Other Project Participants

Anders Themnér

Project Period

2017 – 2019

Project description

How to deal with perpetrators of war crimes has been identified as a key component of peacebuilding. There is a growing literature analyzing the correlation between amnesties and civil war duration and investigating claims that war-crime tribunals have a positive long-term impact on security. A central shortcoming in this literature is that it does not take into account what happens to post-war societies at the moment leaders are arrested. In fact, arrests can be likened with systemic shocks that threaten the wellbeing of wartime leaders’ constituencies and can result in renewed violence.

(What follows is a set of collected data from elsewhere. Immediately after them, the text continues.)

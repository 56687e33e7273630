//! The memory image produced by the assembler and loaded by the
//! simulators.
//!
//! An image has one or more memory slots.  Each slot is a dense
//! sequence of 32-bit words.  Each word carries between one and four
//! debug records; a word holding two sixteen-bit instructions has two
//! records (one per halfword), a word holding four bytes could have
//! four.  The records are what a simulator uses to show the source of
//! an instruction or the name of a variable.
use std::error::Error;
use std::fmt::{self, Display, Formatter};

use serde::{Deserialize, Serialize};

/// The maximum number of debug records a single word can carry.
pub const MAX_DEBUG_RECORDS: usize = 4;

/// Describes what a (part of a) word is used for.
#[derive(Debug, Default, Clone, Copy, PartialEq, Eq, Hash, Serialize, Deserialize)]
pub enum Usage {
    /// Padding, stack space, or anything else not generated from the
    /// program.
    #[default]
    Unknown,
    /// A scalar variable or constant.
    Variable,
    /// The first element of an array.
    VariableArray,
    /// The first unit of an instruction.
    Instruction,
    /// A continuation of the preceding `Instruction` or
    /// `VariableArray`.
    FollowHead,
}

impl Display for Usage {
    fn fmt(&self, f: &mut Formatter<'_>) -> fmt::Result {
        f.write_str(match self {
            Usage::Unknown => "unknown",
            Usage::Variable => "variable",
            Usage::VariableArray => "array",
            Usage::Instruction => "instruction",
            Usage::FollowHead => "follows",
        })
    }
}

#[derive(Debug, Default, Clone, PartialEq, Eq, Serialize, Deserialize)]
pub struct DebugInfo {
    pub usage: Usage,
    /// Human-readable description (source text of an instruction,
    /// qualified name of a variable).
    pub annotation: Option<String>,
    /// When set, the simulator prints this text each time the word is
    /// executed.
    pub debug_marker: Option<String>,
}

impl DebugInfo {
    #[must_use]
    pub fn new(usage: Usage) -> DebugInfo {
        DebugInfo {
            usage,
            annotation: None,
            debug_marker: None,
        }
    }

    #[must_use]
    pub fn with_annotation(mut self, annotation: String) -> DebugInfo {
        self.annotation = Some(annotation);
        self
    }

    #[must_use]
    pub fn with_debug_marker(mut self, marker: Option<String>) -> DebugInfo {
        self.debug_marker = marker.filter(|text| !text.is_empty());
        self
    }

    pub fn is_debug_marked(&self) -> bool {
        self.debug_marker.is_some()
    }
}

#[derive(Debug, Clone, PartialEq, Eq, Serialize, Deserialize)]
pub struct Word {
    pub initial_value: u32,
    debug: Vec<DebugInfo>,
}

impl Default for Word {
    fn default() -> Word {
        Word::empty()
    }
}

impl Word {
    /// An all-zero word with a single `Unknown` debug record.
    pub fn empty() -> Word {
        Word::new(0, DebugInfo::default())
    }

    pub fn new(initial_value: u32, info: DebugInfo) -> Word {
        Word {
            initial_value,
            debug: vec![info],
        }
    }

    pub fn debug_records(&self) -> &[DebugInfo] {
        &self.debug
    }

    /// Set the debug record at `index`, growing the record list (with
    /// `Unknown` records) as needed.
    fn set_debug_record(&mut self, index: usize, info: DebugInfo) {
        debug_assert!(index < MAX_DEBUG_RECORDS);
        if self.debug.len() <= index {
            self.debug.resize(index + 1, DebugInfo::default());
        }
        self.debug[index] = info;
    }
}

#[derive(Debug, Clone, PartialEq, Eq)]
pub enum ImageError {
    AddressOutOfRange {
        slot: usize,
        address: usize,
        capacity: usize,
    },
}

impl Display for ImageError {
    fn fmt(&self, f: &mut Formatter<'_>) -> fmt::Result {
        match self {
            ImageError::AddressOutOfRange {
                slot,
                address,
                capacity,
            } => write!(
                f,
                "word address {address:#X} is outside memory slot {slot}, which has a capacity of {capacity} words"
            ),
        }
    }
}

impl Error for ImageError {}

#[derive(Debug, Clone, PartialEq, Eq, Serialize, Deserialize)]
pub struct MemorySlot {
    slot: usize,
    words: Vec<Word>,
    /// Number of words covered by the program (instructions and
    /// variables), excluding stack space.
    code_size: usize,
}

impl MemorySlot {
    pub fn new(slot: usize) -> MemorySlot {
        MemorySlot {
            slot,
            words: Vec::new(),
            code_size: 0,
        }
    }

    pub fn slot(&self) -> usize {
        self.slot
    }

    pub fn word_capacity(&self) -> usize {
        self.words.len()
    }

    pub fn code_size(&self) -> usize {
        self.code_size
    }

    pub fn words(&self) -> &[Word] {
        &self.words
    }

    pub fn word(&self, address: usize) -> Option<&Word> {
        self.words.get(address)
    }

    /// Append `amount` empty words which belong to the program.
    /// Returns the address of the first new word.
    pub fn expand_capacity(&mut self, amount: usize) -> usize {
        let start = self.expand_capacity_for_stack(amount);
        self.code_size = self.words.len();
        start
    }

    /// Append `amount` empty words which do not belong to the program
    /// (so they are not included in the code size).  Returns the
    /// address of the first new word.
    pub fn expand_capacity_for_stack(&mut self, amount: usize) -> usize {
        let start = self.words.len();
        self.words.resize(start + amount, Word::empty());
        start
    }

    fn out_of_range(&self, address: usize) -> ImageError {
        ImageError::AddressOutOfRange {
            slot: self.slot,
            address,
            capacity: self.words.len(),
        }
    }

    /// Replace the word at `address`.
    ///
    /// # Errors
    ///
    /// Fails if `address` is beyond the capacity of the slot.
    pub fn set_word(&mut self, address: usize, word: Word) -> Result<(), ImageError> {
        match self.words.get_mut(address) {
            Some(w) => {
                *w = word;
                Ok(())
            }
            None => Err(self.out_of_range(address)),
        }
    }

    /// Merge a halfword into the word containing halfword address
    /// `half_address`.  Even halfword addresses occupy bits 31..16
    /// and debug record 0; odd ones occupy bits 15..0 and debug
    /// record 1.
    ///
    /// # Errors
    ///
    /// Fails if the halfword lies beyond the capacity of the slot.
    pub fn or_halfword(
        &mut self,
        half_address: usize,
        bits: u16,
        info: DebugInfo,
    ) -> Result<(), ImageError> {
        let address = half_address / 2;
        let Some(word) = self.words.get_mut(address) else {
            return Err(self.out_of_range(address));
        };
        if word.debug.len() < 2 {
            word.debug.resize(2, DebugInfo::default());
        }
        if half_address % 2 == 0 {
            word.initial_value |= u32::from(bits) << 16;
            word.set_debug_record(0, info);
        } else {
            word.initial_value |= u32::from(bits);
            word.set_debug_record(1, info);
        }
        Ok(())
    }

    /// Fetch the debug record describing part `index` of the word at
    /// `address`, when the word is considered to be divided into
    /// `divisions` parts.  If the word carries fewer records than
    /// that, the record covering the requested part is returned; if
    /// the requested part is not the first part covered by that
    /// record, it is reported as `FollowHead`.
    pub fn debug_info(&self, address: usize, divisions: usize, index: usize) -> Option<DebugInfo> {
        let word = self.words.get(address)?;
        let mut divisions = divisions.max(1);
        let mut index = index;
        let mut continuation = false;
        while word.debug.len() < divisions {
            divisions /= 2;
            if index % 2 != 0 {
                continuation = true;
            }
            index /= 2;
        }
        let mut info = word.debug.get(index).cloned()?;
        if continuation {
            info.usage = Usage::FollowHead;
        }
        Some(info)
    }
}

#[derive(Debug, Clone, PartialEq, Eq, Serialize, Deserialize)]
pub struct MemoryImage {
    /// Word address of the first instruction to execute.
    pub startup_address: u32,
    /// Set for machines whose words are sixteen bits wide.
    pub is_sixteen_bit: bool,
    slots: Vec<MemorySlot>,
}

impl MemoryImage {
    pub fn new(slot_count: usize) -> MemoryImage {
        MemoryImage {
            startup_address: 0,
            is_sixteen_bit: false,
            slots: (0..slot_count).map(MemorySlot::new).collect(),
        }
    }

    /// An image holding `slots`, which are numbered in order.
    pub fn from_slots(slots: Vec<MemorySlot>) -> MemoryImage {
        MemoryImage {
            startup_address: 0,
            is_sixteen_bit: false,
            slots,
        }
    }

    pub fn slots(&self) -> &[MemorySlot] {
        &self.slots
    }

    pub fn slot(&self, n: usize) -> Option<&MemorySlot> {
        self.slots.get(n)
    }

    pub fn slot_mut(&mut self, n: usize) -> Option<&mut MemorySlot> {
        self.slots.get_mut(n)
    }
}

#[cfg(test)]
mod tests {
    use super::*;

    #[test]
    fn test_expand_capacity_tracks_code_size() {
        let mut slot = MemorySlot::new(0);
        assert_eq!(slot.expand_capacity(6), 0);
        assert_eq!(slot.expand_capacity_for_stack(4), 6);
        assert_eq!(slot.word_capacity(), 10);
        assert_eq!(slot.code_size(), 6);
        assert!(slot
            .words()
            .iter()
            .all(|w| w.initial_value == 0 && w.debug_records()[0].usage == Usage::Unknown));
    }

    #[test]
    fn test_set_word_out_of_range() {
        let mut slot = MemorySlot::new(3);
        slot.expand_capacity(2);
        assert_eq!(
            slot.set_word(2, Word::empty()),
            Err(ImageError::AddressOutOfRange {
                slot: 3,
                address: 2,
                capacity: 2
            })
        );
    }

    #[test]
    fn test_or_halfword_fills_both_halves() {
        let mut slot = MemorySlot::new(0);
        slot.expand_capacity(2);
        slot.or_halfword(2, 0x1234, DebugInfo::new(Usage::Instruction))
            .expect("halfword 2 is within the slot");
        slot.or_halfword(3, 0xABCD, DebugInfo::new(Usage::FollowHead))
            .expect("halfword 3 is within the slot");
        let word = slot.word(1).expect("word 1 exists");
        assert_eq!(word.initial_value, 0x1234_ABCD);
        let usages: Vec<Usage> = word.debug_records().iter().map(|r| r.usage).collect();
        assert_eq!(usages, vec![Usage::Instruction, Usage::FollowHead]);
        assert!(slot.or_halfword(4, 0, DebugInfo::default()).is_err());
    }

    #[test]
    fn test_debug_info_of_undivided_word() {
        let mut slot = MemorySlot::new(0);
        slot.expand_capacity(1);
        slot.set_word(
            0,
            Word::new(
                7,
                DebugInfo::new(Usage::Variable).with_annotation("main.x ".to_string()),
            ),
        )
        .expect("word 0 exists");
        let head = slot.debug_info(0, 4, 0).expect("word 0 exists");
        assert_eq!(head.usage, Usage::Variable);
        assert_eq!(head.annotation.as_deref(), Some("main.x "));
        // Later bytes of a single-record word are continuations.
        assert_eq!(
            slot.debug_info(0, 4, 3).map(|info| info.usage),
            Some(Usage::FollowHead)
        );
        assert_eq!(slot.debug_info(1, 1, 0), None);
    }

    #[test]
    fn test_debug_info_of_halfword_word() {
        let mut slot = MemorySlot::new(0);
        slot.expand_capacity(1);
        slot.or_halfword(1, 0x4000, DebugInfo::new(Usage::Instruction))
            .expect("halfword 1 is within the slot");
        // Byte 2 is the first byte of the second halfword.
        assert_eq!(
            slot.debug_info(0, 4, 2).map(|info| info.usage),
            Some(Usage::Instruction)
        );
        assert_eq!(
            slot.debug_info(0, 4, 3).map(|info| info.usage),
            Some(Usage::FollowHead)
        );
        assert_eq!(
            slot.debug_info(0, 2, 0).map(|info| info.usage),
            Some(Usage::Unknown)
        );
    }

    #[test]
    fn test_debug_marker_ignores_empty_text() {
        assert!(!DebugInfo::new(Usage::Instruction)
            .with_debug_marker(Some(String::new()))
            .is_debug_marked());
        assert!(DebugInfo::new(Usage::Instruction)
            .with_debug_marker(Some("x=".to_string()))
            .is_debug_marked());
    }
}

The purpose of this project is therefore to investigate why the detention of former wartime leaders generate organized violence in some instances, but not in others. We argue that violence is particularly likely when incarcerated leaders have monopolized peacetime flows of patronage to their constituencies. In such situations, arrests are likely to leave clients in need, obliging them to leave the network. To salvage waning networks junior elites have incentives to organize armed attacks to compel the authorities to give them positions in the government or release the detained leader. The study will employ a mixed-method approach; the findings from a quantitative study of post-armed conflict arrests in the world (1946 to 2015), will be contrasted with insights from a structured, focused comparison between the incarceration of Slobodan Milošević (ex-Yugoslavia) and Charles Taylor (Liberia).

Related publications

Themnér, Anders (ed.) (2017), Warlord Democrats in Africa: Ex-Military Leaders and Electoral Politics, London: Zed Publishing.

Kreutz, J., Marsh, N., & Torre, M. (2012). "Regaining state control: Arms and violence in post-conflict countries." In Greene, O. & Marsh, N (eds), Small Arms, Crime, and Conflict: Global Governance and the Threat of Armed Violence. London: Routledge.